_What you are asked to do_
Each line of the data below containing "merge" needs to be listed.

_Data extracts_
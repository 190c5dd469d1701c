pub mod response;
pub mod server;
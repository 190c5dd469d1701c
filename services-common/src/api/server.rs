use super::response::{ApiError, AppJson};
use axum::{
    extract::{MatchedPath, Request},
    routing::get,
    Router,
};
use serde::{Deserialize, Serialize};
use std::sync::Arc;
use tower_http::{cors::CorsLayer, trace::TraceLayer};
use utoipa::OpenApi;
use utoipa_rapidoc::RapiDoc;
use utoipa_redoc::{Redoc, Servable};
use utoipa_swagger_ui::SwaggerUi;

#[derive(Deserialize, Debug, Clone, serde_derive_default::Default)]
pub struct ApiConfig {
    #[serde(default = "expose_docs_default")]
    pub expose_dev: bool,

    #[serde(default)]
    pub listen: ListenConfig,

    /// Mini app frontends are served from another origin.
    #[serde(default = "permissive_cors_default")]
    pub permissive_cors: bool,
}

#[derive(Deserialize, Debug, Clone, serde_derive_default::Default)]
pub struct ListenConfig {
    #[serde(default = "default_host")]
    pub host: String,
    #[serde(default = "default_port")]
    pub port: u64,
}

impl ListenConfig {
    pub fn as_bind(&self) -> String {
        format!("{}:{}", self.host, self.port)
    }
}

pub fn default_host() -> String {
    "localhost".into()
}

pub fn default_port() -> u64 {
    8000
}

pub fn expose_docs_default() -> bool {
    false
}

pub fn permissive_cors_default() -> bool {
    true
}

pub struct AppState<T> {
    app: Arc<T>,
    config: Arc<ApiConfig>,
}

impl<T> Clone for AppState<T> {
    fn clone(&self) -> Self {
        Self {
            app: self.app.clone(),
            config: self.config.clone(),
        }
    }
}

impl<T> AppState<T> {
    pub fn new(app: Arc<T>, config: ApiConfig) -> Self {
        Self {
            app,
            config: Arc::new(config),
        }
    }

    pub fn app(&self) -> Arc<T> {
        self.app.clone()
    }

    pub fn config(&self) -> &ApiConfig {
        &self.config
    }
}

/// Builds the full service router: `/api` routes, `/service/health` and, when
/// `expose_dev` is set, the OpenAPI viewers.
pub fn service_router<T: Send + Sync + 'static, O: OpenApi>(
    state: AppState<T>,
    api_router: Router<AppState<T>>,
) -> Router {
    let service = Router::new().route("/health", get(health));

    let trace_layer = TraceLayer::new_for_http()
        .make_span_with(|req: &Request| {
            let method = req.method();
            let uri = req.uri();

            let matched_path = req
                .extensions()
                .get::<MatchedPath>()
                .map(|matched_path| matched_path.as_str());

            tracing::debug_span!("request", %method, %uri, matched_path)
        })
        .on_failure(());

    let app = Router::new();
    let app = if state.config.expose_dev {
        app.merge(SwaggerUi::new("/api/docs/swagger").url("/api/docs/openapi.json", O::openapi()))
            .merge(Redoc::with_url("/api/docs/redoc", O::openapi()))
            .merge(RapiDoc::new("/api/docs/openapi.json").path("/api/docs/rapidoc"))
    } else {
        app
    };
    let app = app
        .nest("/api", api_router)
        .nest("/service", service)
        .layer(trace_layer);

    let app = if state.config.permissive_cors {
        app.layer(CorsLayer::permissive())
    } else {
        app
    };

    app.with_state(state)
}

pub async fn serve<T: Send + Sync + 'static, O: OpenApi>(
    state: AppState<T>,
    api_router: Router<AppState<T>>,
) -> anyhow::Result<()> {
    let listen = state.config.listen.as_bind();
    let app = service_router::<T, O>(state, api_router);

    let listener = tokio::net::TcpListener::bind(listen).await?;
    tracing::info!("listening api on {}", listener.local_addr()?);
    axum::serve(listener, app).await?;

    Ok(())
}

#[derive(Deserialize, Serialize, Debug, Clone)]
struct HealthResponse {
    status: bool,
}

async fn health() -> Result<AppJson<HealthResponse>, ApiError> {
    Ok(AppJson(HealthResponse { status: true }))
}
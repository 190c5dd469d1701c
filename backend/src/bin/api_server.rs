use nftdeck::{
    api::{router, ApiDoc},
    app::{
        providers::coingecko::{CoinGeckoClient, EthPriceFetcher},
        storage::{KeyValueStore, MemoryStore, StorageClient},
        App,
    },
    cfg::Config,
    log::setup_log,
};
use services_common::{
    api::server::{serve, AppState},
    cfg::load_config,
    utils::period_fetch::PeriodicFetcher,
};
use std::sync::Arc;
use tracing::{info, warn};

#[tokio::main]
pub async fn main() -> anyhow::Result<()> {
    setup_log();
    let cfg = load_config::<Config>()?;

    let store: Arc<dyn KeyValueStore> = match cfg.db {
        Some(db) => Arc::new(StorageClient::from_config(db).await?),
        None => {
            warn!("no database configured, hide-lists and recipients are kept in memory");
            Arc::new(MemoryStore::new())
        }
    };

    let eth_price = PeriodicFetcher::new(
        EthPriceFetcher::new(CoinGeckoClient::new(cfg.providers.coingecko.clone())?),
        cfg.fetchers.eth_price,
    )
    .serve();

    let app = Arc::new(App::new(cfg.providers, cfg.feedback, store, eth_price)?);
    let api_state = AppState::new(app, cfg.api);
    info!("Starting API server");
    serve::<_, ApiDoc>(api_state, router()).await?;
    Ok(())
}
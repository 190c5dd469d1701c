//! ERC-721 transfers of owned NFTs through the user's wallet.

use alloy_primitives::{Address, Bytes, U256};
use serde::{Deserialize, Serialize};
use services_common::api::response::ApiError;
use tracing::{info, warn};

use super::nft::NftRecord;

pub mod calldata;
pub mod wizard;

pub use calldata::{
    encode_safe_transfer_from, parse_address, parse_token_id, CalldataError,
    SAFE_TRANSFER_FROM_SELECTOR,
};

/// Transaction params as accepted by `eth_sendTransaction`.
#[derive(Debug, Serialize, Deserialize, Clone, PartialEq, Eq)]
pub struct TransactionParams {
    pub from: Address,
    pub to: Address,
    pub data: Bytes,
    pub value: U256,
}

/// One NFT moving from the sender to the recipient.
#[derive(Debug, Clone, PartialEq, Eq)]
pub struct TransferRequest {
    pub from_address: Address,
    pub to_address: Address,
    pub contract_address: Address,
    pub token_id: U256,
}

impl TransferRequest {
    pub fn from_record(from: Address, to: Address, record: &NftRecord) -> Result<Self, TransferError> {
        let contract_address = record.contract_address.trim();
        let token_id = record.token_id.trim();
        if contract_address.is_empty() || token_id.is_empty() {
            return Err(TransferError::MissingTokenData {
                id: record.id.clone(),
            });
        }
        let encoding = |error| TransferError::Encoding {
            id: record.id.clone(),
            error,
        };
        Ok(Self {
            from_address: from,
            to_address: to,
            contract_address: parse_address(contract_address).map_err(encoding)?,
            token_id: parse_token_id(token_id).map_err(encoding)?,
        })
    }

    pub fn calldata(&self) -> Bytes {
        encode_safe_transfer_from(self.from_address, self.to_address, self.token_id)
    }

    pub fn to_tx_params(&self) -> TransactionParams {
        TransactionParams {
            from: self.from_address,
            to: self.contract_address,
            data: self.calldata(),
            value: U256::ZERO,
        }
    }
}

/// Wallet able to sign and submit transactions on the user's behalf.
#[async_trait::async_trait]
pub trait WalletProvider: Send + Sync {
    /// Returns the transaction hash, `None` if the wallet gave none back.
    async fn send_transaction(&self, params: &TransactionParams) -> anyhow::Result<Option<String>>;
}

#[derive(thiserror::Error, Debug)]
pub enum TransferError {
    #[error("wallet provider is not available")]
    ProviderUnavailable,
    #[error("invalid recipient address: {0}")]
    InvalidRecipient(String),
    #[error("sender wallet is not connected")]
    SenderUnknown,
    #[error("no nfts selected")]
    NothingSelected,
    #[error("nft {id} is missing contract address or token id")]
    MissingTokenData { id: String },
    #[error("failed to encode transfer of {id}: {error}")]
    Encoding { id: String, error: CalldataError },
    #[error(
        "transfer of {nft_id} failed after {submitted} of {total} submitted, \
         some transfers may have completed: {error:#}"
    )]
    Submission {
        nft_id: String,
        submitted: usize,
        total: usize,
        error: anyhow::Error,
    },
    #[error(
        "transfer of {nft_id} returned no transaction hash after {submitted} of {total} submitted, \
         some transfers may have completed"
    )]
    NoHash {
        nft_id: String,
        submitted: usize,
        total: usize,
    },
}

impl TransferError {
    /// Transfers that reached the wallet before the failure.
    pub fn submitted(&self) -> usize {
        match self {
            TransferError::Submission { submitted, .. } | TransferError::NoHash { submitted, .. } => {
                *submitted
            }
            _ => 0,
        }
    }
}

impl From<TransferError> for ApiError {
    fn from(err: TransferError) -> Self {
        match err {
            TransferError::ProviderUnavailable => ApiError::Unavailable(err.into()),
            TransferError::Submission { .. } | TransferError::NoHash { .. } => {
                ApiError::Upstream(err.into())
            }
            _ => ApiError::InvalidRequest(err.into()),
        }
    }
}

/// Checks every precondition and builds all transaction params before anything
/// is submitted.
pub fn prepare_transfers(
    has_provider: bool,
    sender: Option<&str>,
    recipient: &str,
    records: &[NftRecord],
) -> Result<Vec<(String, TransactionParams)>, TransferError> {
    if !has_provider {
        return Err(TransferError::ProviderUnavailable);
    }
    let recipient = parse_address(recipient)
        .map_err(|_| TransferError::InvalidRecipient(recipient.trim().to_owned()))?;
    let sender = sender
        .and_then(|sender| parse_address(sender).ok())
        .ok_or(TransferError::SenderUnknown)?;
    if records.is_empty() {
        return Err(TransferError::NothingSelected);
    }

    records
        .iter()
        .map(|record| {
            let request = TransferRequest::from_record(sender, recipient, record)?;
            Ok((record.id.clone(), request.to_tx_params()))
        })
        .collect()
}

/// Submits one transfer per record, in order, stopping at the first failure.
/// Returns the transaction hashes.
pub async fn send_nfts(
    provider: Option<&dyn WalletProvider>,
    sender: Option<&str>,
    recipient: &str,
    records: &[NftRecord],
) -> Result<Vec<String>, TransferError> {
    let transfers = prepare_transfers(provider.is_some(), sender, recipient, records)?;
    let provider = provider.ok_or(TransferError::ProviderUnavailable)?;

    let total = transfers.len();
    let mut hashes = Vec::with_capacity(total);
    for (nft_id, params) in transfers {
        let submitted = hashes.len();
        match provider.send_transaction(&params).await {
            Ok(Some(hash)) if !hash.is_empty() => {
                info!("submitted transfer of {nft_id} via {}: {hash}", params.to);
                hashes.push(hash);
            }
            Ok(_) => {
                warn!("transfer of {nft_id} returned no hash, {submitted} of {total} already submitted");
                return Err(TransferError::NoHash {
                    nft_id,
                    submitted,
                    total,
                });
            }
            Err(error) => {
                warn!("transfer of {nft_id} failed, {submitted} of {total} already submitted: {error:#}");
                return Err(TransferError::Submission {
                    nft_id,
                    submitted,
                    total,
                    error,
                });
            }
        }
    }
    Ok(hashes)
}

_Exercise response_
        app.merge(SwaggerUi::new("/api/docs/swagger").url("/api/docs/openapi.json", O::openapi()))
            .merge(Redoc::with_url("/api/docs/redoc", O::openapi()))
            .merge(RapiDoc::new("/api/docs/openapi.json").path("/api/docs/rapidoc"))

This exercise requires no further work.